Friday, January 2nd, 2015
Context adaptive binary arithmetic coding, often abbreviated as CABAC, is an essential part of modern video compression.
It performs lossless compression of a binary data stream without any prior knowledge of the particular characteristics
of the data. These features make it an attractive algorithm for video compression because it is simple, effective,
relatively fast, and requires no prior (or side band) communication between a client and server.
The most well known codecs that leverage CABAC are H.264/AVC and H.265/HEVC. My own codec,
P.264 also leverages a version of CABAC,
and I recall during the early days of P.264 development that there were surprisingly few sturdy resources available for learning more
about the details of this system.
The goal for this article is to provide a gentle introduction to the process, without delving too
deeply into the underlying theory of it. Additional resources for further reading will be linked inline throughout the article.
Also, for those unfamiliar with basic compression concepts, check out
my previous article on compression fundamentals.
Arithmetic coding is the form of entropy coding that is at the heart of CABAC (as well as the final two letters of the acronym).
We'll begin with an introduction to arithmetic coding, and work our way backwards through the acronym to cover each additional
feature of CABAC, including its binary, adaptive and context adaptive properties.
Arithmetic coding leverages the precision range of a numerical value in order to pack information about a sequence of symbols.
Let's walk through a simple example to visually demonstrate this concept.
Assume we have the following alphabet and symbol probabilities:
Let's also assume that we wish to encode the string BBDCA, and that we will use a floating point variable with
infinite precision to accomplish this. Since our variable has infinite precision, we can store infinitely many values
between 0.0 and 1.0 and we can assign a unique value to every possible sequence of symbols (of all lengths).

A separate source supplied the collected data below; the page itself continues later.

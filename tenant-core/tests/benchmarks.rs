//! Performance benchmarks for Tenant Core.
//!
//! These tests measure timing for key operations and validate that
//! performance stays within acceptable bounds. Run with:
//!
//! ```sh
//! cargo test -p tenant-core --test benchmarks -- --ignored --nocapture
//! ```

use std::sync::Arc;
use std::time::{Duration, Instant};

use tenant_core::thread;
use tenant_core::{
    ShutdownSettings, TenantConfiguration, TenantFlags, TenantRuntime, TenantSettings,
};

fn bench_runtime() -> TenantRuntime {
    TenantRuntime::builder()
        .flags(TenantFlags::with_thread_stop())
        .settings(TenantSettings {
            shutdown: ShutdownSettings {
                kill_thread_interval: Duration::from_millis(1),
                ..Default::default()
            },
            ..Default::default()
        })
        .build()
        .unwrap()
}

// ---------------------------------------------------------------------------
// Container create/destroy benchmark
// ---------------------------------------------------------------------------

#[test]
#[ignore]
fn bench_container_create_destroy() {
    const ITERATIONS: usize = 1000;
    let rt = bench_runtime();

    let start = Instant::now();
    for _ in 0..ITERATIONS {
        let c = rt.create(TenantConfiguration::new()).unwrap();
        c.destroy().unwrap();
    }
    let elapsed = start.elapsed();
    let per_iter = elapsed / ITERATIONS as u32;

    let metrics = rt.metrics();
    eprintln!(
        "[bench_container_create_destroy] {ITERATIONS} iterations in {elapsed:?} ({per_iter:?}/iter)"
    );
    eprintln!("  avg_destroy_ms={:.3}", metrics.avg_destroy_ms);
    assert_eq!(metrics.containers_destroyed, ITERATIONS as u64);
    assert!(
        per_iter.as_millis() < 5,
        "create + destroy of an empty container should take < 5 ms, got {per_iter:?}"
    );
}

// ---------------------------------------------------------------------------
// Attach/detach benchmark
// ---------------------------------------------------------------------------

#[test]
#[ignore]
fn bench_run_attach_detach() {
    const ITERATIONS: usize = 100_000;
    let rt = bench_runtime();
    let c = rt.create(TenantConfiguration::new()).unwrap();

    let start = Instant::now();
    for i in 0..ITERATIONS {
        let value = c.run(|| i).unwrap();
        std::hint::black_box(value);
    }
    let elapsed = start.elapsed();
    let per_iter = elapsed / ITERATIONS as u32;

    eprintln!(
        "[bench_run_attach_detach] {ITERATIONS} run() calls in {elapsed:?} ({per_iter:?}/iter)"
    );
    assert!(
        elapsed.as_millis() < 2000,
        "100 000 attach/detach cycles should finish in < 2 s, got {elapsed:?}"
    );
}

// ---------------------------------------------------------------------------
// Check point benchmark
// ---------------------------------------------------------------------------

#[test]
#[ignore]
fn bench_checkpoint() {
    const ITERATIONS: usize = 1_000_000;

    let start = Instant::now();
    for _ in 0..ITERATIONS {
        thread::checkpoint().unwrap();
    }
    let elapsed = start.elapsed();
    let per_iter = elapsed / ITERATIONS as u32;

    eprintln!("[bench_checkpoint] {ITERATIONS} check points in {elapsed:?} ({per_iter:?}/iter)");
    assert!(
        per_iter.as_micros() < 1,
        "a check point should cost well under 1 µs, got {per_iter:?}"
    );
}

// ---------------------------------------------------------------------------
// Kill loop benchmark
// ---------------------------------------------------------------------------

#[test]
#[ignore]
fn bench_destroy_busy_workers() {
    const WORKERS: usize = 64;
    let rt = bench_runtime();
    let c = rt.create(TenantConfiguration::new()).unwrap();

    let handles: Vec<_> = (0..WORKERS)
        .map(|i| {
            c.spawn(format!("bench-{i}"), || {
                while thread::checkpoint().is_ok() {
                    std::hint::spin_loop();
                }
            })
            .unwrap()
        })
        .collect();
    while c.spawned_threads().len() < WORKERS {
        std::thread::sleep(Duration::from_millis(1));
    }

    let start = Instant::now();
    c.destroy().unwrap();
    let elapsed = start.elapsed();
    for handle in handles {
        handle.join().unwrap();
    }

    let metrics = rt.metrics();
    eprintln!("[bench_destroy_busy_workers] {WORKERS} workers terminated in {elapsed:?}");
    eprintln!(
        "  mark_rounds={}, total_pause_ms={:.3}, max_pause_ms={:.3}",
        metrics.mark_rounds, metrics.total_pause_ms, metrics.max_pause_ms
    );
    assert!(
        elapsed.as_millis() < 1000,
        "terminating {WORKERS} busy workers should finish in < 1 s, got {elapsed:?}"
    );
}

// ---------------------------------------------------------------------------
// Lookup benchmark
// ---------------------------------------------------------------------------

#[test]
#[ignore]
fn bench_lookup_by_id() {
    const CONTAINERS: usize = 100;
    const LOOKUPS: usize = 100_000;
    let rt = Arc::new(bench_runtime());
    let ids: Vec<u64> = (0..CONTAINERS)
        .map(|_| rt.create(TenantConfiguration::new()).unwrap().id())
        .collect();

    let start = Instant::now();
    for i in 0..LOOKUPS {
        let found = rt.get_by_id(ids[i % CONTAINERS]).unwrap();
        assert!(found.is_some());
    }
    let elapsed = start.elapsed();
    let per_iter = elapsed / LOOKUPS as u32;

    eprintln!("[bench_lookup_by_id] {LOOKUPS} lookups in {elapsed:?} ({per_iter:?}/iter)");
    assert!(
        elapsed.as_millis() < 1000,
        "100 000 lookups should finish in < 1 s, got {elapsed:?}"
    );
    assert_eq!(rt.shutdown().unwrap(), CONTAINERS);
}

Quick note: do not be alarmed by this egregious liberty we've taken — although no computer can store values with infinite
precision, we're merely using them to illustrate our process. Later we will see how to restrict this algorithm to fixed point and
limited precision values.
Arithmetic coding describes a specific and straightforward way of assigning all possible sequences of symbols to values within our
range of 0.0 and 1.0. We accomplish this in the following manner, using the probability model of our alphabet.
First, we create what's called a cumulative distribution function, or cdf for short, that accumulates the probability values of
each symbol in our alphabet within a particular range of values between 0.0 and 1.0. For example, the cdf for our current alphabet is the following:
In this case, our A symbol has a probability of 0.2, and so it occupies the range of 0.0 to 0.2 within our cdf. B has a probability of 0.4, so it occupies the range of 0.2 to 0.6, and so on. This process stacks the probabilities of our alphabet wtihin the 0.0 and 1.0 range, and enables us to begin assigning unique values to sequences.
Coding Algorithm
Using our cdf we could trivially code the single symbol sequences A, B, C, or D, by assigning each symbol to a value
within their own range in the cdf. For example, we could assign any value between 0.0 and 0.2 to represent A. Upon decompression, the
decoder would simply compare the input value against the cdf range to decipher the original symbol. So far this isn't particularly useful, but
what if we continued to repeat this process by packing subsequent symbol values within the range of all previously examined symbols of
a sequence? By repeating this process, we would produce a unique sub-range of values for all possible sequences.
This may seem a bit confusing at first, so let's walk through our example. Our goal is to arrive at a unique value, or range of values, within
the range of 0.0 to 1.0, that uniquely identifies our input sequence of symbols. If we can accomplish this, then our decompression process will
be able to reconstruct the original input sequence from this unique computed value.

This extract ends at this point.